(Task details):
Find every line in the entries that holds the string "version" and report it.

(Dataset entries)

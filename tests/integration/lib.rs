//! Shared fixtures for the integration tests.

use std::path::{Path, PathBuf};

use gpgvault_core::Config;

/// Fingerprint the scripted engine reports for `CAFEBABE` (local keyring).
pub const LOCAL_FPR: &str = "D8692123C4065DEA5E0F3AB5249B39D2CAFEBABE";

/// Fingerprint the scripted engine imports for `DEADBEEF` (keyserver).
pub const REMOTE_FPR: &str = "00009999888877776666555544443333DEADBEEF";

/// Keyserver written into test configs.
pub const KEYSERVER: &str = "hkps://keys.example.org";

/// Write an executable `/bin/sh` script standing in for `gpg`.
///
/// The script reports version 2.4.4, knows one local key (`CAFEBABE`), one
/// key on the keyserver (`DEADBEEF`), and "encrypts" by echoing its arguments between armor
/// lines. Every invocation appends its mode to `calls.log` next to it.
#[cfg(unix)]
pub fn scripted_gpg(dir: &Path) -> PathBuf {
    use std::os::unix::fs::PermissionsExt;

    let log = dir.join("calls.log");
    let script = format!(
        r#"#!/bin/sh
for last; do :; done
case " $* " in
  *" --list-keys "*)
    echo list >> '{log}'
    [ "$last" = CAFEBABE ] || exit 2
    echo 'pub:-:255:22:249B39D2CAFEBABE:1600000000:::-:::scESC:'
    echo 'fpr:::::::::{LOCAL_FPR}:'
    ;;
  *" --recv-keys "*)
    echo recv >> '{log}'
    if [ "$last" = DEADBEEF ]; then
      echo '[GNUPG:] IMPORT_OK 1 {REMOTE_FPR}'
      echo '[GNUPG:] IMPORT_RES 1 0 1 0 0 0 0 0 0 0 0 0 0 0 0'
    else
      echo 'gpg: keyserver receive failed: No data' >&2
      exit 2
    fi
    ;;
  *" --encrypt "*)
    echo encrypt >> '{log}'
    cat > /dev/null
    echo '-----BEGIN PGP MESSAGE-----'
    echo "$@"
    echo '-----END PGP MESSAGE-----'
    ;;
  *" --version "*)
    echo 'gpg (GnuPG) 2.4.4'
    echo 'libgcrypt 1.10.3'
    ;;
  *)
    exit 2
    ;;
esac
"#,
        log = log.display(),
    );

    let path = dir.join("gpg");
    std::fs::write(&path, script).unwrap();
    std::fs::set_permissions(&path, std::fs::Permissions::from_mode(0o755)).unwrap();
    path
}

/// Engine invocations recorded by [`scripted_gpg`], in order.
pub fn engine_calls(dir: &Path) -> Vec<String> {
    std::fs::read_to_string(dir.join("calls.log"))
        .unwrap_or_default()
        .lines()
        .map(str::to_string)
        .collect()
}

/// Config pointing every path into `dir` and the engine at `gpg`.
pub fn test_config(dir: &Path, gpg: &Path) -> Config {
    let mut config = Config::default();
    config.gpg.binary = gpg.display().to_string();
    config.gpg.home = Some(dir.join("gnupg"));
    config.gpg.keyserver = KEYSERVER.to_string();
    config.gpg.timeout_secs = 10;
    config.storage.database_url =
        Some(format!("sqlite://{}", dir.join("vault.db").display()));
    config
}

(Task answer):
/// The script reports version 2.4.4, knows one local key (`CAFEBABE`), one
  *" --version "*)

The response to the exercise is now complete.